A recent study was developed to understand how HIV corresponds to the microbial communities of the female sex organ. Dr. David Fredericks- a physician and college professor that teaches “Allergy and Infectious Disease” at University of Washington, led a study on the relationship between the diversity of bacteria in the vagina and how it may lead to HIV. The research population specifically focused in on sub-Saharan African women, who make up 56% of the continent’s infected population.

HIV-infected T cell

Scientists have come to discover that the greater the diversity of a microbiome, the more equipped that region of the body is for combating infections. Although- this concept is strictly relative to the mouth, intestines, and nasal passageway because a variety of bacteria inhabiting a vaginal microbiome can be very detrimental to a woman’s health. One of the leading risks from having a diverse vaginal microbiome community is the “human immunodeficiency virus”.  This virus can be transmitted through sexual contact, childbirth, nursing, or the usage of unsanitary needles. One’s immune system is weakened after contracting HIV because CD4 cells are damaged, which makes it harder for the body to fight off illness. Dr. Fredericks has revealed that the presence of a microbe called Parvimonas Type 1 is usually not a dangerous bacteria, yet the microbe is linked to the virus when there is a higher concentration of it in the vaginal microbiome.

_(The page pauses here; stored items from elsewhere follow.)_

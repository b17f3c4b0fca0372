//! Enumeration types used throughout the runtime.

use serde::{Deserialize, Serialize};

/// Behavioral state of an enemy.
#[derive(Debug, Clone, Copy, Default, PartialEq, Eq, Hash, Serialize, Deserialize)]
pub enum EnemyState {
    /// Stationary pause with the movement gate closed.
    #[default]
    Idle,
    /// Walking to a sampled point around the current position.
    Patrolling,
    /// Following the player, who is in sight but out of reach.
    Chasing,
    /// Player in reach: halted, facing and striking on cooldown.
    Attacking,
    /// Terminal. Awaiting removal.
    Dead,
}

/// Enemy archetype. Selects a preset parameter profile.
#[derive(Debug, Clone, Copy, Default, PartialEq, Eq, Hash, Serialize, Deserialize)]
pub enum EnemyArchetype {
    /// Baseline melee enemy.
    #[default]
    Grunt,
    /// Slow, tough, hits hard.
    Brute,
    /// Fast and fragile with a long sight radius.
    Stalker,
}

/// Visual cue requested from the animation collaborator.
#[derive(Debug, Clone, Copy, PartialEq, Eq, Hash, Serialize, Deserialize)]
pub enum AnimationCue {
    Idle,
    Patrol,
    Chase,
    Attack,
    Die,
}

/// Weapon family. Used by the UI to pick an icon.
#[derive(Debug, Clone, Copy, Default, PartialEq, Eq, Hash, Serialize, Deserialize)]
pub enum WeaponKind {
    #[default]
    Pistol,
    Shotgun,
    AssaultRifle,
    Smg,
    Sniper,
}

/// Result of delivering damage to a [`crate::collab::Damageable`].
#[derive(Debug, Clone, Copy, PartialEq, Eq, Serialize, Deserialize)]
pub enum DamageOutcome {
    /// Target was already dead; nothing changed.
    Ignored,
    /// Health reduced, target still alive.
    Wounded,
    /// This hit crossed the death threshold. Reported exactly once per target.
    Killed,
}
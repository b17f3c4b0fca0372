//! ECS systems that operate on the game world each tick.
//!
//! Systems are plain functions over the scene. They do not own state; all
//! state lives in components, the deferred queue, or the singletons handed
//! to them through [`enemy_ai::ActionSink`].

pub mod deferred;
pub mod enemy_ai;
pub mod navigation;
pub mod pickups;
pub mod projectiles;
pub mod snapshot;

use hecs::Entity;

/// Stable id of an entity as exposed to the UI and event stream.
pub fn entity_id(entity: Entity) -> u64 {
    entity.to_bits().get()
}
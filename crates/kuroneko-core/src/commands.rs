//! Player commands sent from the input layer to the session.
//!
//! Commands are queued and processed at the next tick boundary.

use glam::Vec3;
use serde::{Deserialize, Serialize};

/// All possible player actions.
#[derive(Debug, Clone, PartialEq, Serialize, Deserialize)]
#[serde(tag = "type")]
pub enum PlayerCommand {
    /// Move the player body and set its aim direction.
    SetPose { position: Vec3, forward: Vec3 },
    /// Trigger input. `held` is a continued hold rather than a fresh press;
    /// holds only fire automatic weapons.
    Shoot { held: bool },
    /// Reload the held weapon.
    Reload,
    /// Drop the held weapon as a world pickup.
    DropWeapon,
    /// Consume one heal item.
    UseHealItem,
    /// Restart the run. Only honoured once the game is over or ended.
    Restart,
}
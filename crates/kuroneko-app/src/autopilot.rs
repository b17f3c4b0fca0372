//! Scripted player input for headless runs.
//!
//! Walks to the nearest weapon, then fights: faces the nearest living enemy
//! in range and keeps the trigger down, reloading on an empty magazine and
//! healing below half health. With no enemy in range it heads for the next
//! enemy, or the exit once the level is clear.

use glam::Vec3;

use kuroneko_core::commands::PlayerCommand;
use kuroneko_core::constants::{DT, PLAYER_MUZZLE_HEIGHT};
use kuroneko_core::state::{GameStateSnapshot, PickupKind, PlayerView};

use crate::game_loop::InputSource;

/// Walking speed of the scripted player (units/s).
const WALK_SPEED: f32 = 5.0;
/// Enemies closer than this are shot at.
const ENGAGE_RANGE: f32 = 14.0;
/// Heal below this fraction of max health.
const HEAL_THRESHOLD: f32 = 0.5;

#[derive(Debug, Clone, Default)]
pub struct Autopilot {
    exit: Option<Vec3>,
    trigger_down: bool,
}

impl Autopilot {
    pub fn new(exit: Option<Vec3>) -> Self {
        Self {
            exit,
            trigger_down: false,
        }
    }
}

impl InputSource for Autopilot {
    fn poll(&mut self, snapshot: &GameStateSnapshot) -> Vec<PlayerCommand> {
        let mut commands = Vec::new();
        if snapshot.game_over || snapshot.game_end {
            return commands;
        }
        let player = &snapshot.player;

        if player.heal_items > 0 && player.health < player.max_health * HEAL_THRESHOLD {
            commands.push(PlayerCommand::UseHealItem);
        }

        let Some(weapon) = &snapshot.weapon else {
            self.trigger_down = false;
            let pickup = nearest(
                player.position,
                snapshot
                    .pickups
                    .iter()
                    .filter(|p| matches!(p.kind, PickupKind::Weapon { .. }))
                    .map(|p| p.position),
            );
            if let Some(target) = pickup {
                commands.push(walk_toward(player, target));
            }
            return commands;
        };

        let enemy = nearest(
            player.position,
            snapshot.enemies.iter().filter(|e| e.alive).map(|e| e.position),
        );
        match enemy {
            Some(target) if target.distance(player.position) <= ENGAGE_RANGE => {
                let muzzle = player.position + Vec3::Y * PLAYER_MUZZLE_HEIGHT;
                let aim = (target - muzzle).try_normalize().unwrap_or(player.forward);
                commands.push(PlayerCommand::SetPose {
                    position: player.position,
                    forward: aim,
                });
                if weapon.ammo == 0 && !weapon.reloading {
                    self.trigger_down = false;
                    commands.push(PlayerCommand::Reload);
                } else {
                    commands.push(PlayerCommand::Shoot {
                        held: self.trigger_down && weapon.automatic,
                    });
                    self.trigger_down = true;
                }
            }
            Some(target) => {
                self.trigger_down = false;
                commands.push(walk_toward(player, target));
            }
            None => {
                self.trigger_down = false;
                if let Some(exit) = self.exit {
                    commands.push(walk_toward(player, exit));
                }
            }
        }
        commands
    }
}

fn nearest(from: Vec3, points: impl Iterator<Item = Vec3>) -> Option<Vec3> {
    points.min_by(|a, b| a.distance_squared(from).total_cmp(&b.distance_squared(from)))
}

/// One tick of walking on the ground plane toward `target`.
fn walk_toward(player: &PlayerView, target: Vec3) -> PlayerCommand {
    let mut offset = target - player.position;
    offset.y = 0.0;
    let distance = offset.length();
    let step = WALK_SPEED * DT as f32;
    let (position, forward) = match offset.try_normalize() {
        Some(dir) => (player.position + dir * step.min(distance), dir),
        None => (player.position, player.forward),
    };
    PlayerCommand::SetPose { position, forward }
}
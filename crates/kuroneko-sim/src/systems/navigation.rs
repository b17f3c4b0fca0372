//! Navigation system: straight-line steering on the ground plane.

use hecs::World;

use crate::components::{Facing, NavAgent, Position};

/// Within this horizontal distance the agent snaps onto its destination.
const ARRIVAL_EPSILON: f32 = 0.05;

/// Move every agent with a destination toward it at its speed.
pub fn run(world: &mut World, dt: f32) {
    for (_entity, (pos, facing, nav)) in world.query_mut::<(&mut Position, &mut Facing, &mut NavAgent)>() {
        let Some(destination) = nav.destination else {
            continue;
        };
        let mut offset = destination - pos.0;
        offset.y = 0.0;
        let distance = offset.length();
        if distance <= ARRIVAL_EPSILON {
            pos.0.x = destination.x;
            pos.0.z = destination.z;
            nav.destination = None;
            continue;
        }

        let dir = offset / distance;
        facing.0 = dir;
        let step = nav.speed * dt;
        if step >= distance {
            pos.0.x = destination.x;
            pos.0.z = destination.z;
            nav.destination = None;
        } else {
            pos.0 += dir * step;
        }
    }
}
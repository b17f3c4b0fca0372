//! Game-wide services living in the singleton registry.

use std::sync::atomic::{AtomicBool, Ordering};

use log::info;
use parking_lot::Mutex;

use kuroneko_core::state::StatsView;
use kuroneko_registry::Singleton;

/// Game-over / game-end flags. Managed singleton on a persistent object.
#[derive(Debug, Default)]
pub struct GameManager {
    game_over: AtomicBool,
    game_end: AtomicBool,
}

impl GameManager {
    pub fn is_game_over(&self) -> bool {
        self.game_over.load(Ordering::Acquire)
    }

    pub fn set_game_over(&self) {
        if !self.game_over.swap(true, Ordering::AcqRel) {
            info!("game over");
        }
    }

    pub fn is_game_end(&self) -> bool {
        self.game_end.load(Ordering::Acquire)
    }

    pub fn set_game_end(&self) {
        if !self.game_end.swap(true, Ordering::AcqRel) {
            info!("exit reached, game end");
        }
    }

    /// Either flag set. Gameplay freezes until a restart.
    pub fn is_finished(&self) -> bool {
        self.is_game_over() || self.is_game_end()
    }
}

impl Singleton for GameManager {
    fn on_initialize(&self) {
        info!("game manager ready");
    }
}

/// Per-session counters. Plain singleton; survives restarts.
#[derive(Debug, Default)]
pub struct SessionStats {
    counters: Mutex<StatsView>,
}

impl SessionStats {
    pub fn record_shot(&self) {
        self.counters.lock().shots_fired += 1;
    }

    pub fn record_kill(&self) {
        self.counters.lock().enemies_killed += 1;
    }

    pub fn record_damage_taken(&self, amount: f32) {
        self.counters.lock().damage_taken += amount;
    }

    pub fn view(&self) -> StatsView {
        *self.counters.lock()
    }
}

impl Singleton for SessionStats {
    fn on_cleanup(&self) {
        let stats = self.view();
        info!(
            "session stats: {} shots, {} kills, {:.1} damage taken",
            stats.shots_fired, stats.enemies_killed, stats.damage_taken
        );
    }
}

Dr. Fredericks accomplished making this new find by using a strategy called the “dose-dependent effect” to measure the amount of “bugs” in a microbiome community in correlation to the risk of contracting HIV. In doing so, the scientists took cultures from 87 women who were infected with HIV and 262 cultures from women who tested negative for HIV to compare the bacterias found in both microbiomes. During the second half of the study, biologists used screening through a method called “PCR“and identified 20 types of bacteria that could potentially be linked to the virus. The bacterias involved in generating the virus in the female reproductive system were narrowed down to seven specific strains of rogue bacteria. Since the discovery, the biggest question revolving around HIV is determining how to permanently reduce the concentration of these illness-inducing bacterias.